Blogs > Out of Left Field

A sometimes-irreverent look at Detroit's Boys of Summer, the Tigers, as they try to return to the top of the American League Central.

Wednesday, August 28, 2013

Verlander announces second veteran initiative, to support mental health of post-9/11 vets

DETROIT — Growing up in a state like Virginia, with its martial tradition, and attending a school like Old Dominion University, with its extensive ties to the U.S. Navy, it’s unsurprising that Justin Verlander developed a deep appreciation for the men and women of the armed forces. 

“Some of my best friends from back there are in the Navy, serve in the Navy,” said the Detroit Tigers star, who already has one program designed to help veterans out, and Wednesday announced another.

“It’s just kind of bred into you. It’s become part of the culture. You just kind of start to live and breathe it, and even if you’re not serving, you respect it.”

Adding to his Verlander’s Victory for Veterans program, the 30-year-old pitcher announced a new program, Wins For Warriors, designed to assist in the support for the mental health of veterans of the Iraq and Afghanistan conflicts in the Detroit, Richmond and Norfolk, Va., areas

Along with the Detroit Tigers Foundation, an arm of Ilitch Charities, Verlander committed $1 million to the initiative. The funds will be distributed through the national organizations Give An Hour and The Mission Continues.

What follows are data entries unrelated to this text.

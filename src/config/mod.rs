//! Engine configuration module
//!
//! Type-safe configuration loading from environment variables using the
//! `config` and `dotenvy` crates. Values are read with the `STRIDE` prefix
//! and nested sections use double underscores as separators, e.g.
//! `STRIDE__AGGREGATION__WINDOW_DAYS=30`.

mod aggregation;
mod error;

pub use aggregation::AggregationConfig;
pub use error::{ConfigError, ValidationError};

use once_cell::sync::Lazy;
use serde::Deserialize;

/// Root engine configuration.
#[derive(Debug, Clone, PartialEq, Default, Deserialize)]
pub struct EngineConfig {
    /// Balance/trend aggregation tunables.
    #[serde(default)]
    pub aggregation: AggregationConfig,
}

static DEFAULT_CONFIG: Lazy<EngineConfig> = Lazy::new(EngineConfig::default);

impl EngineConfig {
    /// Load configuration from environment variables.
    ///
    /// Loads a `.env` file if present (development), then reads
    /// `STRIDE`-prefixed environment variables into the typed sections.
    ///
    /// # Errors
    ///
    /// Returns `ConfigError` if values cannot be parsed or fail semantic
    /// validation.
    pub fn load() -> Result<Self, ConfigError> {
        dotenvy::dotenv().ok();

        let config: Self = config::Config::builder()
            .add_source(
                config::Environment::default()
                    .prefix("STRIDE")
                    .separator("__"),
            )
            .build()?
            .try_deserialize()?;

        config.validate()?;
        Ok(config)
    }

    /// Validate all configuration values.
    pub fn validate(&self) -> Result<(), ValidationError> {
        self.aggregation.validate()
    }

    /// The process-wide default configuration, for callers that do not
    /// override any tunable.
    pub fn shared_default() -> &'static EngineConfig {
        &DEFAULT_CONFIG
    }
}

“Verlander’s gesture today — I mean, unbelievable. That’s good stuff for this organization. I couldn’t be prouder of Justin for what he did today. It’s totally remarkable, commendable,” manager Jim Leyland said. “We’re pretty fortunate here, that we’ve got good people. We’ve got good ownership here, and I think that causes a lot of our people to understand the meaning of giving. And I think we’re pretty good about it.”

While Verlander’s Victory for Veterans is a way for the pitcher to give back to veterans, inviting a group of them to sit in his suite on days he pitches at home, his second project is a more direct way to help fight against some of the problems associated with combat veterans.

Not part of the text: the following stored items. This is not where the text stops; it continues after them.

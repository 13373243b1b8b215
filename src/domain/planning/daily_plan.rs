//! DailyPlan - the ordered set of step ids committed to one calendar date.
//!
//! A plan moves between Empty and Populated through add/remove; there is no
//! terminal state. Once its date is in the past the plan becomes read-only
//! for planning mutations while staying readable for history and progress.

use serde::{Deserialize, Serialize};
use thiserror::Error;

use crate::domain::foundation::{PlanDate, StepId};

use super::DailyStep;

/// Errors raised by plan mutations.
#[derive(Debug, Clone, PartialEq, Eq, Error)]
pub enum PlanError {
    #[error("plan for {date} is in the past and read-only for planning")]
    PlanDateInPast { date: PlanDate },

    #[error("reorder must be a permutation of the current planned ids")]
    ReorderMismatch,

    #[error("step {0} is not part of this plan")]
    StepNotPlanned(StepId),

    #[error("step {0} does not exist in the snapshot")]
    UnknownStep(StepId),
}

/// The step ids a user has committed to for one specific date.
///
/// Ids are unique and keep insertion order (display order only, never
/// correctness). An id whose underlying step is completed stays in
/// `planned_ids` so the day's progress ratio never regresses, but is
/// excluded from the remaining-work views.
#[derive(Debug, Clone, PartialEq, Serialize, Deserialize)]
pub struct DailyPlan {
    date: PlanDate,
    #[serde(default)]
    planned_ids: Vec<StepId>,
}

impl DailyPlan {
    /// Creates an empty plan for a date.
    pub fn new(date: PlanDate) -> Self {
        Self {
            date,
            planned_ids: Vec::new(),
        }
    }

    /// The date this plan covers.
    pub fn date(&self) -> PlanDate {
        self.date
    }

    /// The committed ids in display order.
    pub fn planned_ids(&self) -> &[StepId] {
        &self.planned_ids
    }

    /// True when nothing is planned.
    pub fn is_empty(&self) -> bool {
        self.planned_ids.is_empty()
    }

    /// True when the id is committed to this plan.
    pub fn contains(&self, id: StepId) -> bool {
        self.planned_ids.contains(&id)
    }

    fn ensure_open(&self, today: PlanDate) -> Result<(), PlanError> {
        if self.date < today {
            return Err(PlanError::PlanDateInPast { date: self.date });
        }
        Ok(())
    }

    /// Commits a step id to this plan.
    ///
    /// Idempotent: adding an id already present is a no-op, not an error.
    pub fn add_to_plan(&mut self, id: StepId, today: PlanDate) -> Result<(), PlanError> {
        self.ensure_open(today)?;
        if !self.planned_ids.contains(&id) {
            self.planned_ids.push(id);
        }
        Ok(())
    }

    /// Removes a step id from this plan.
    ///
    /// Removing an absent id is a no-op.
    pub fn remove_from_plan(&mut self, id: StepId, today: PlanDate) -> Result<(), PlanError> {
        self.ensure_open(today)?;
        self.planned_ids.retain(|planned| *planned != id);
        Ok(())
    }

    /// Replaces the display order.
    ///
    /// The new order must be a permutation of the current ids.
    pub fn reorder(&mut self, ids: Vec<StepId>, today: PlanDate) -> Result<(), PlanError> {
        self.ensure_open(today)?;
        if ids.len() != self.planned_ids.len() {
            return Err(PlanError::ReorderMismatch);
        }
        for id in &self.planned_ids {
            if !ids.contains(id) {
                return Err(PlanError::ReorderMismatch);
            }
        }
        self.planned_ids = ids;
        Ok(())
    }

    /// Marks the underlying step completed while leaving its id in the
    /// plan for historical progress accuracy.
    ///
    /// Allowed on past plans: finishing overdue work is always legal.
    pub fn complete_and_retire(
        &self,
        steps: &mut [DailyStep],
        id: StepId,
    ) -> Result<(), PlanError> {
        if !self.contains(id) {
            return Err(PlanError::StepNotPlanned(id));
        }
        let step = steps
            .iter_mut()
            .find(|step| step.id == id)
            .ok_or(PlanError::UnknownStep(id))?;
        step.complete();
        Ok(())
    }

    /// Planned ids whose step is still incomplete, in display order.
    ///
    /// Ids with no matching step in the snapshot are omitted - there is
    /// nothing left to act on for them.
    pub fn remaining_ids(&self, steps: &[DailyStep]) -> Vec<StepId> {
        self.planned_ids
            .iter()
            .filter(|id| {
                steps
                    .iter()
                    .any(|step| step.id == **id && !step.completed)
            })
            .copied()
            .collect()
    }

    /// Number of planned ids whose step is completed.
    pub fn completed_count(&self, steps: &[DailyStep]) -> usize {
        self.planned_ids
            .iter()
            .filter(|id| steps.iter().any(|step| step.id == **id && step.completed))
            .count()
    }

    /// Completed over planned; zero for an empty plan.
    pub fn progress_ratio(&self, steps: &[DailyStep]) -> f64 {
        if self.planned_ids.is_empty() {
            return 0.0;
        }
        self.completed_count(steps) as f64 / self.planned_ids.len() as f64
    }
}

#[cfg(test)]
#[path = "daily_plan_test.rs"]
mod daily_plan_test;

“These men and women are taught to be brave and strong, and when they come home, they’re not going to be the first ones to raise their hands and say ‘Hey, I need help.’ So we need to go out there and extend our arm and try to help these men and women,” he said.

“I think the stats show it: one in three post-9/11 veterans need support. That’s a staggering number. And it’s not just the men and women that served, it’s their families as well, that need the help. And, like I said, they’re not going to just throw up their hand and say they need it. So this is kind of a great way to be able to help, like I said, kind of extend your arm and help these men and women.”

Verlander does come from a military family, with a first cousin, Christopher, who has served multiple tours of duty, and a grandfather, Richard, who was a World War II veteran.

“But that’s not the sole reason I’m doing this. Obviously that’s part of it. For me, this is something that I care a lot about, and I’m passionate about, and I want to show that,” he said.

“I can’t say necessarily one person, or one thing. To be honest with you, it’s kind of been just a build-up over the years, especially since I started Verlander’s Victory for Veterans. The feedback I got from that, inside the community, was just tremendous. Many people coming up to me, telling me they appreciated the support for the veterans. Some past veterans who would come up to me, on the street, just in passing and (say), ‘Hey, thank you for what you do.’

“That’s something that means a lot to me.

“This is something that I’m passionate about. I’m in a very fortunate opportunity now, and I feel like I wouldn’t be here, if not for these men and women, so this is my way to give back.”